Collected data entries:
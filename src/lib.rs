//! sqlapi - Named, parameterized SQL queries served as JSON over HTTP.
//!
//! A request for `GET /api/users?id=1` runs the template `api/users.sql` with
//! `:id` bound to `"1"` and answers with the rows as an array of JSON objects.
//!
//! This library exposes the core modules for use in the binary and in
//! integration tests.

pub mod config;
pub mod db;
pub mod error;
pub mod http;
pub mod logging;
pub mod query;
//! Tool resolution: search-path preconditions and the managed bin directory.
//!
//! Managed tools (`rice`, `gox`) are installed by the toolchain into
//! `<root>/bin/<tool>`, where `<root>` is whatever the toolchain reports
//! (`go env GOPATH`). The root is queried once per [`ToolResolver`] and
//! reused for every later resolution.

use std::path::{Path, PathBuf};

use anyhow::{Context, Result, anyhow};
use tracing::{debug, info, instrument};

use crate::core::types::{Invocation, Tool};
use crate::io::process::CommandRunner;

/// Directory under the managed root that holds installed executables.
const BIN_DIR: &str = "bin";

/// Abstraction over executable lookup on the search path.
pub trait PathLookup {
    fn find(&self, command: &str) -> Option<PathBuf>;
}

/// Lookup backed by the process `PATH`.
#[derive(Debug, Default, Clone, Copy)]
pub struct SearchPath;

impl PathLookup for SearchPath {
    fn find(&self, command: &str) -> Option<PathBuf> {
        which::which(command).ok()
    }
}

/// Require `tool` to be installed on the search path.
///
/// Prints `<name> found...` when present; otherwise errors with an install
/// instruction for the operator.
#[instrument(skip_all, fields(command = %tool.command))]
pub fn require_on_path(lookup: &dyn PathLookup, tool: &Tool) -> Result<PathBuf> {
    match lookup.find(&tool.command) {
        Some(path) => {
            debug!(path = %path.display(), "tool found");
            println!("{} found...", tool.name);
            Ok(path)
        }
        None => {
            debug!("tool missing from search path");
            Err(anyhow!("Please, install {} and return!", tool.name))
        }
    }
}

/// Resolves tools inside the managed bin directory, caching its root.
#[derive(Debug, Clone)]
pub struct ToolResolver {
    root_query: Invocation,
    root: Option<PathBuf>,
}

impl ToolResolver {
    /// `root_query` must print the managed root on stdout.
    pub fn new(root_query: Invocation) -> Self {
        Self {
            root_query,
            root: None,
        }
    }

    /// Root reported by the query, if it has run.
    pub fn cached_root(&self) -> Option<&Path> {
        self.root.as_deref()
    }

    /// Return `<root>/bin/<tool>`, running the root query on first use only.
    pub fn managed_path(&mut self, runner: &dyn CommandRunner, tool: &str) -> Result<PathBuf> {
        let root = match &self.root {
            Some(root) => root.clone(),
            None => {
                let root = query_root(runner, &self.root_query)?;
                self.root = Some(root.clone());
                root
            }
        };
        Ok(root.join(BIN_DIR).join(tool))
    }

    /// Resolve `tool` in the managed bin directory and run it.
    pub fn run_managed(
        &mut self,
        runner: &dyn CommandRunner,
        tool: &str,
        args: &[String],
    ) -> Result<()> {
        let path = self.managed_path(runner, tool)?;
        let invocation = Invocation::new(path.to_string_lossy()).args(args.iter().cloned());
        runner.run(&invocation)
    }
}

#[instrument(skip_all, fields(query = %query))]
fn query_root(runner: &dyn CommandRunner, query: &Invocation) -> Result<PathBuf> {
    let out = runner
        .capture(query)
        .with_context(|| format!("query managed tool root ({query})"))?;
    let root = out.trim_matches(|c: char| c == '\n' || c == '\r' || c == ' ');
    if root.is_empty() {
        return Err(anyhow!("{query} printed an empty managed tool root"));
    }
    info!(root, "resolved managed tool root");
    Ok(PathBuf::from(root))
}
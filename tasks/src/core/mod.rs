//! Deterministic, pure types shared by planning and execution.
//!
//! Core modules must be free of I/O side effects. They describe what a task
//! will do, never do it.

pub mod platform;
pub mod types;
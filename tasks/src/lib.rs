//! Developer task runner for the viz application.
//!
//! Every task is a fixed, ordered list of external tool invocations. The
//! crate keeps the same split the tasks need to stay testable:
//!
//! - **[`core`]**: Pure types (tasks, steps, platforms, host family).
//!   No I/O; a task's step list can be asserted on without spawning anything.
//! - **[`io`]**: Side-effecting operations (process execution, search-path
//!   lookup, managed tool resolution, configuration loading).
//!
//! [`plan`] turns a task plus configuration into its step list, and
//! [`dispatch`] walks that list against the I/O layer, stopping at the first
//! failure.

pub mod core;
pub mod dispatch;
pub mod exit_codes;
pub mod io;
pub mod logging;
pub mod plan;
#[cfg(any(test, feature = "test-support"))]
pub mod test_support;
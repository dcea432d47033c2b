//! Test-only fakes for process execution and search-path lookup.

use std::cell::{Cell, RefCell};
use std::fs;
use std::path::{Path, PathBuf};

use anyhow::{Context, Result, anyhow};
use tempfile::TempDir;

use crate::core::types::Invocation;
use crate::io::process::CommandRunner;
use crate::io::resolver::PathLookup;

/// Runner that records invocations instead of spawning processes.
///
/// `run` succeeds unless a scripted failure matches; `capture` returns a
/// fixed root (or fails when scripted to).
pub struct ScriptedRunner {
    capture_output: Option<String>,
    failures: Vec<(String, usize)>,
    invocations: RefCell<Vec<Invocation>>,
    captures: Cell<usize>,
}

impl Default for ScriptedRunner {
    fn default() -> Self {
        Self::new()
    }
}

impl ScriptedRunner {
    pub fn new() -> Self {
        Self {
            capture_output: Some("/home/dev/go\n".to_string()),
            failures: Vec::new(),
            invocations: RefCell::new(Vec::new()),
            captures: Cell::new(0),
        }
    }

    /// Set the stdout returned by every `capture`.
    pub fn with_capture(mut self, output: &str) -> Self {
        self.capture_output = Some(output.to_string());
        self
    }

    /// Make every `capture` fail.
    pub fn fail_capture(mut self) -> Self {
        self.capture_output = None;
        self
    }

    /// Fail the `nth` (1-based) `run` whose program file name is `program`.
    pub fn fail_nth(mut self, program: &str, nth: usize) -> Self {
        self.failures.push((program.to_string(), nth));
        self
    }

    /// Every `run` invocation attempted so far, including failed ones.
    pub fn invocations(&self) -> Vec<Invocation> {
        self.invocations.borrow().clone()
    }

    /// Invocations whose program file name is `program`.
    pub fn runs_of(&self, program: &str) -> Vec<Invocation> {
        self.invocations
            .borrow()
            .iter()
            .filter(|inv| program_name(inv) == program)
            .cloned()
            .collect()
    }

    pub fn capture_count(&self) -> usize {
        self.captures.get()
    }
}

impl CommandRunner for ScriptedRunner {
    fn run(&self, invocation: &Invocation) -> Result<()> {
        self.invocations.borrow_mut().push(invocation.clone());
        let name = program_name(invocation);
        let seen = self.runs_of(&name).len();
        if self
            .failures
            .iter()
            .any(|(program, nth)| *program == name && *nth == seen)
        {
            return Err(anyhow!("{invocation} exited with exit status: 1"));
        }
        Ok(())
    }

    fn capture(&self, invocation: &Invocation) -> Result<String> {
        self.captures.set(self.captures.get() + 1);
        self.capture_output
            .clone()
            .ok_or_else(|| anyhow!("{invocation} exited with exit status: 1"))
    }
}

fn program_name(invocation: &Invocation) -> String {
    Path::new(&invocation.program)
        .file_name()
        .map(|name| name.to_string_lossy().into_owned())
        .unwrap_or_default()
}

/// Search path with a fixed set of installed commands under `/usr/bin`.
///
/// Commands registered with [`installable`](Self::installable) are missing on
/// their first lookup and present afterwards, modelling a successful install.
pub struct FixedLookup {
    present: Vec<String>,
    installable: Vec<String>,
    looked_up: RefCell<Vec<String>>,
}

impl FixedLookup {
    pub fn with(present: &[&str]) -> Self {
        Self {
            present: present.iter().map(|s| s.to_string()).collect(),
            installable: Vec::new(),
            looked_up: RefCell::new(Vec::new()),
        }
    }

    pub fn installable(mut self, command: &str) -> Self {
        self.installable.push(command.to_string());
        self
    }
}

impl PathLookup for FixedLookup {
    fn find(&self, command: &str) -> Option<PathBuf> {
        let seen_before = self.looked_up.borrow().iter().any(|c| c == command);
        self.looked_up.borrow_mut().push(command.to_string());
        let present = self.present.iter().any(|c| c == command)
            || (seen_before && self.installable.iter().any(|c| c == command));
        present.then(|| PathBuf::from("/usr/bin").join(command))
    }
}

/// Create a temp directory containing the given (empty) relative files.
pub fn workspace_with(files: &[&str]) -> Result<TempDir> {
    let temp = tempfile::tempdir().context("create tempdir")?;
    for file in files {
        let path = temp.path().join(file);
        if let Some(parent) = path.parent() {
            fs::create_dir_all(parent)
                .with_context(|| format!("create {}", parent.display()))?;
        }
        fs::write(&path, "").with_context(|| format!("write {}", path.display()))?;
    }
    Ok(temp)
}
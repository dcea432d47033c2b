//! Stable exit codes for the `tasks` binary.

/// Every step of the selected task succeeded.
pub const OK: i32 = 0;
/// A step failed: missing tool, launch failure, or non-success child exit.
pub const FAILED: i32 = 1;
/// Missing or unknown subcommand (reported by clap before any task runs).
pub const USAGE: i32 = 2;
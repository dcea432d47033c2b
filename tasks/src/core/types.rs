//! Shared deterministic types for task planning.
//!
//! A task is planned into a list of [`Step`]s before anything runs, so the
//! exact command sequence of every task can be asserted on in tests.

use std::fmt;
use std::path::PathBuf;

use serde::{Deserialize, Serialize};

/// The four task entry points.
#[derive(Debug, Clone, Copy, PartialEq, Eq)]
pub enum Task {
    Prepare,
    Watch,
    Run,
    Production,
}

impl Task {
    pub fn name(self) -> &'static str {
        match self {
            Task::Prepare => "prepare",
            Task::Watch => "watch",
            Task::Run => "run",
            Task::Production => "production",
        }
    }
}

/// An external tool: the command looked up on the search path and the
/// human-readable name used in found/install messages.
#[derive(Debug, Clone, PartialEq, Eq, Serialize, Deserialize)]
pub struct Tool {
    pub command: String,
    pub name: String,
}

impl Tool {
    pub fn new(command: impl Into<String>, name: impl Into<String>) -> Self {
        Self {
            command: command.into(),
            name: name.into(),
        }
    }
}

/// A program plus its ordered arguments.
#[derive(Debug, Clone, PartialEq, Eq)]
pub struct Invocation {
    pub program: String,
    pub args: Vec<String>,
}

impl Invocation {
    pub fn new(program: impl Into<String>) -> Self {
        Self {
            program: program.into(),
            args: Vec::new(),
        }
    }

    pub fn arg(mut self, arg: impl Into<String>) -> Self {
        self.args.push(arg.into());
        self
    }

    pub fn args<I, S>(mut self, args: I) -> Self
    where
        I: IntoIterator<Item = S>,
        S: Into<String>,
    {
        self.args.extend(args.into_iter().map(Into::into));
        self
    }

    /// Prepend `program` and shift the current program into the argument list
    /// (e.g. `npm i -g x` becomes `sudo npm i -g x`).
    pub fn prefixed(self, program: impl Into<String>) -> Self {
        let mut args = Vec::with_capacity(self.args.len() + 1);
        args.push(self.program);
        args.extend(self.args);
        Self {
            program: program.into(),
            args,
        }
    }
}

impl fmt::Display for Invocation {
    fn fmt(&self, f: &mut fmt::Formatter<'_>) -> fmt::Result {
        f.write_str(&self.program)?;
        for arg in &self.args {
            write!(f, " {arg}")?;
        }
        Ok(())
    }
}

/// One unit of work inside a task. Steps run strictly in order.
#[derive(Debug, Clone, PartialEq, Eq)]
pub enum Step {
    /// Print an operator-facing progress line.
    Say(String),
    /// Fail unless `tool` is on the search path.
    RequireOnPath(Tool),
    /// Run `install` when `tool` is absent, then require it on the search path.
    InstallIfMissing { tool: Tool, install: Invocation },
    /// Run an invocation with inherited stdio.
    Run(Invocation),
    /// Run `<managed root>/bin/<tool>` with `args`.
    RunManaged { tool: String, args: Vec<String> },
    /// Remove a directory tree; a missing directory is not an error.
    RemoveDir(PathBuf),
    /// Remove a single file; a missing file is not an error.
    RemoveFile(PathBuf),
}

impl fmt::Display for Step {
    fn fmt(&self, f: &mut fmt::Formatter<'_>) -> fmt::Result {
        match self {
            Step::Say(message) => write!(f, "say {message:?}"),
            Step::RequireOnPath(tool) => write!(f, "require {}", tool.command),
            Step::InstallIfMissing { tool, .. } => write!(f, "ensure {}", tool.command),
            Step::Run(invocation) => write!(f, "{invocation}"),
            Step::RunManaged { tool, args } => {
                write!(f, "{tool}")?;
                for arg in args {
                    write!(f, " {arg}")?;
                }
                Ok(())
            }
            Step::RemoveDir(path) => write!(f, "remove dir {}", path.display()),
            Step::RemoveFile(path) => write!(f, "remove file {}", path.display()),
        }
    }
}
//! Task runner for viz.
//!
//! Each subcommand runs a fixed sequence of external tools with their output
//! streamed straight to the terminal. The first failing step ends the run
//! with a nonzero exit status.

use anyhow::{Context, Result};
use clap::{Parser, Subcommand};

use tasks::core::platform::OsFamily;
use tasks::core::types::Task;
use tasks::dispatch::{Host, run_task};
use tasks::exit_codes;
use tasks::io::config::{CONFIG_FILE, load_config};
use tasks::io::process::SystemRunner;
use tasks::io::resolver::SearchPath;
use tasks::logging;

#[derive(Parser)]
#[command(name = "tasks", version, about = "Task runner for viz")]
struct Cli {
    #[command(subcommand)]
    command: Command,
}

#[derive(Subcommand, Debug, Clone, Copy, PartialEq, Eq)]
enum Command {
    /// Verify the toolchain and install frontend and Go dependencies.
    Prepare,
    /// Run the frontend watcher in the foreground.
    Watch,
    /// Run the application from source in development mode.
    Run,
    /// Build frontend assets, embed them and cross-compile release binaries.
    Production,
}

impl From<Command> for Task {
    fn from(command: Command) -> Self {
        match command {
            Command::Prepare => Task::Prepare,
            Command::Watch => Task::Watch,
            Command::Run => Task::Run,
            Command::Production => Task::Production,
        }
    }
}

fn main() {
    logging::init();
    if let Err(err) = run() {
        eprintln!("{:#}", err);
        std::process::exit(exit_codes::FAILED);
    }
}

fn run() -> Result<()> {
    let cli = Cli::parse();
    let workdir = std::env::current_dir().context("resolve working directory")?;
    let cfg = load_config(&workdir.join(CONFIG_FILE))?;

    let runner = SystemRunner;
    let lookup = SearchPath;
    let mut host = Host::new(&runner, &lookup, &cfg, &workdir);
    run_task(cli.command.into(), &cfg, OsFamily::current(), &mut host)
}

#[cfg(test)]
mod tests {
    use super::*;
    use clap::error::ErrorKind;

    #[test]
    fn parses_each_task() {
        for (arg, task) in [
            ("prepare", Task::Prepare),
            ("watch", Task::Watch),
            ("run", Task::Run),
            ("production", Task::Production),
        ] {
            let cli = Cli::parse_from(["tasks", arg]);
            assert_eq!(Task::from(cli.command), task);
        }
    }

    #[test]
    fn missing_subcommand_is_a_usage_error() {
        let err = Cli::try_parse_from(["tasks"]).err().expect("usage error");
        assert_eq!(err.exit_code(), exit_codes::USAGE);
    }

    #[test]
    fn unknown_subcommand_is_rejected() {
        let err = Cli::try_parse_from(["tasks", "deploy"])
            .err()
            .expect("usage error");
        assert_eq!(err.kind(), ErrorKind::InvalidSubcommand);
        assert_eq!(err.exit_code(), exit_codes::USAGE);
    }

    #[test]
    fn extra_arguments_are_rejected() {
        assert!(Cli::try_parse_from(["tasks", "run", "--fast"]).is_err());
    }
}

■ Problem to solve ■
From the data above, reproduce word for word the lines running from the line with "pub fn workspace_with(files: &[&str])" to the line with "task entry points.", ends included.

■ Answer box ■
pub fn workspace_with(files: &[&str]) -> Result<TempDir> {
    let temp = tempfile::tempdir().context("create tempdir")?;
    for file in files {
        let path = temp.path().join(file);
        if let Some(parent) = path.parent() {
            fs::create_dir_all(parent)
                .with_context(|| format!("create {}", parent.display()))?;
        }
        fs::write(&path, "").with_context(|| format!("write {}", path.display()))?;
    }
    Ok(temp)
}
repository dcea432d47033c2b
//! Stable exit codes for the `tasks` binary.

/// Every step of the selected task succeeded.
pub const OK: i32 = 0;
/// A step failed: missing tool, launch failure, or non-success child exit.
pub const FAILED: i32 = 1;
/// Missing or unknown subcommand (reported by clap before any task runs).
pub const USAGE: i32 = 2;
repository dcea432d47033c2b
filename tasks/src/core/types.rs
//! Shared deterministic types for task planning.
//!
//! A task is planned into a list of [`Step`]s before anything runs, so the
//! exact command sequence of every task can be asserted on in tests.

use std::fmt;
use std::path::PathBuf;

use serde::{Deserialize, Serialize};

/// The four task entry points.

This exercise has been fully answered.